### TASK STATEMENT
All lines holding the word "push" in the listing below need to be copied.
=== Begin Enclosure ===
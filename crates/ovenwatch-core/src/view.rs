// ── Dashboard view model ──
//
// Everything a render target draws, derived from the latest applied poll
// outcome. Outcomes carry the sequence number of the cycle that produced
// them; anything at or below `last_sequence` is stale and ignored.

use std::fmt;

use chrono::{DateTime, Utc};
use serde::Serialize;

use crate::model::{Ingredient, IngredientCounts, Station, StatsSnapshot};

/// Opacity of a row for a station that is out of service.
pub const DIMMED_OPACITY: f32 = 0.5;

// ── ConnectionState ──────────────────────────────────────────────

/// State of the connectivity indicator.
#[derive(Debug, Clone, Default, PartialEq, Eq, Serialize)]
pub enum ConnectionState {
    /// No cycle has resolved yet.
    #[default]
    Connecting,
    /// The most recent applied cycle succeeded.
    Connected,
    /// The most recent applied cycle failed.
    Disconnected { reason: String },
}

impl ConnectionState {
    pub fn is_connected(&self) -> bool {
        matches!(self, Self::Connected)
    }
}

impl fmt::Display for ConnectionState {
    fn fmt(&self, f: &mut fmt::Formatter<'_>) -> fmt::Result {
        match self {
            Self::Connecting => f.write_str("connecting"),
            Self::Connected => f.write_str("connected"),
            Self::Disconnected { reason } => write!(f, "disconnected ({reason})"),
        }
    }
}

// ── Ingredient bars ──────────────────────────────────────────────

/// One `count-X` / `bar-X` pair.
#[derive(Debug, Clone, Copy, PartialEq, Serialize)]
pub struct IngredientBar {
    pub ingredient: Ingredient,
    pub count: u64,
    /// Bar width in percent of the summed counts; 0 when nothing was used.
    pub pct: f64,
}

/// Bars for every category, in display order.
pub fn ingredient_bars(counts: &IngredientCounts) -> Vec<IngredientBar> {
    counts
        .iter()
        .map(|(ingredient, count)| IngredientBar {
            ingredient,
            count,
            pct: counts.share_pct(ingredient),
        })
        .collect()
}

// ── Station rows ─────────────────────────────────────────────────

/// A badge shown in a station row header.
#[derive(Debug, Clone, PartialEq, Eq, Serialize)]
pub enum Badge {
    /// Supported size. Always present.
    Size(String),
    /// Joined restriction list. Only present when non-empty.
    Restriction(String),
    /// The station is unavailable.
    OutOfService,
}

impl fmt::Display for Badge {
    fn fmt(&self, f: &mut fmt::Formatter<'_>) -> fmt::Result {
        match self {
            Self::Size(size) if size.is_empty() => f.write_str("Size any"),
            Self::Size(size) => write!(f, "Size {size}"),
            Self::Restriction(text) => write!(f, "🚫 {text}"),
            Self::OutOfService => f.write_str("OUT OF SERVICE"),
        }
    }
}

/// One rendered station row.
#[derive(Debug, Clone, PartialEq, Serialize)]
pub struct StationRow {
    pub id: i64,
    pub current_load: u32,
    pub max_capacity: u32,
    /// Load ratio in percent; may exceed 100.
    pub ratio_pct: f64,
    /// Ratio at or above 100%: drawn with the "full" style.
    pub is_full: bool,
    pub badges: Vec<Badge>,
    /// Station unavailable: drawn at reduced opacity.
    pub dimmed: bool,
}

impl StationRow {
    pub fn from_station(station: &Station) -> Self {
        let mut badges = vec![Badge::Size(station.size.clone())];
        if let Some(text) = station.restriction_text() {
            badges.push(Badge::Restriction(text));
        }
        if !station.available {
            badges.push(Badge::OutOfService);
        }

        Self {
            id: station.id,
            current_load: station.current_load,
            max_capacity: station.max_capacity,
            ratio_pct: station.load_pct(),
            is_full: station.is_full(),
            badges,
            dimmed: !station.available,
        }
    }

    pub fn opacity(&self) -> f32 {
        if self.dimmed { DIMMED_OPACITY } else { 1.0 }
    }

    pub fn title(&self) -> String {
        format!("Station #{}", self.id)
    }

    pub fn load_text(&self) -> String {
        format!("{} / {} pizzas", self.current_load, self.max_capacity)
    }

    pub fn is_out_of_service(&self) -> bool {
        self.badges.contains(&Badge::OutOfService)
    }
}

/// Rows for every station, sorted by ascending id.
pub fn station_rows(stations: &[Station]) -> Vec<StationRow> {
    let mut rows: Vec<StationRow> = stations.iter().map(StationRow::from_station).collect();
    rows.sort_by_key(|row| row.id);
    rows
}

// ── DashboardState ───────────────────────────────────────────────

/// The complete view model. A fresh poll replaces every derived field.
#[derive(Debug, Clone, Default, PartialEq, Serialize)]
pub struct DashboardState {
    pub connection: ConnectionState,
    /// `nb-accepted`; `None` until the first successful poll.
    pub accepted: Option<u64>,
    /// `nb-refused`; `None` until the first successful poll.
    pub refused: Option<u64>,
    /// `None` when the endpoint serves the flat payload form.
    pub ingredients: Option<Vec<IngredientBar>>,
    /// `None` when the endpoint serves the flat payload form.
    pub stations: Option<Vec<StationRow>>,
    pub last_success: Option<DateTime<Utc>>,
    /// Sequence number of the last applied outcome.
    pub last_sequence: u64,
    pub polls_ok: u64,
    pub polls_failed: u64,
}

impl DashboardState {
    /// Render a successful poll. Returns `false` (and changes nothing) when
    /// `sequence` is not newer than the last applied outcome.
    pub fn apply_snapshot(
        &mut self,
        sequence: u64,
        snapshot: &StatsSnapshot,
        at: DateTime<Utc>,
    ) -> bool {
        if sequence <= self.last_sequence {
            return false;
        }
        self.last_sequence = sequence;
        self.accepted = Some(snapshot.accepted);
        self.refused = Some(snapshot.refused);
        self.ingredients = snapshot.ingredients.as_ref().map(ingredient_bars);
        self.stations = snapshot.stations.as_deref().map(station_rows);
        self.connection = ConnectionState::Connected;
        self.last_success = Some(at);
        self.polls_ok += 1;
        true
    }

    /// Flip the indicator to disconnected, keeping the last rendered data.
    /// Returns `false` when `sequence` is stale.
    pub fn apply_failure(&mut self, sequence: u64, reason: impl Into<String>) -> bool {
        if sequence <= self.last_sequence {
            return false;
        }
        self.last_sequence = sequence;
        self.connection = ConnectionState::Disconnected {
            reason: reason.into(),
        };
        self.polls_failed += 1;
        true
    }
}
=== End Enclosure ===
### OUTPUT FOR THIS TASK
            badges.push(Badge::Restriction(text));
            badges.push(Badge::OutOfService);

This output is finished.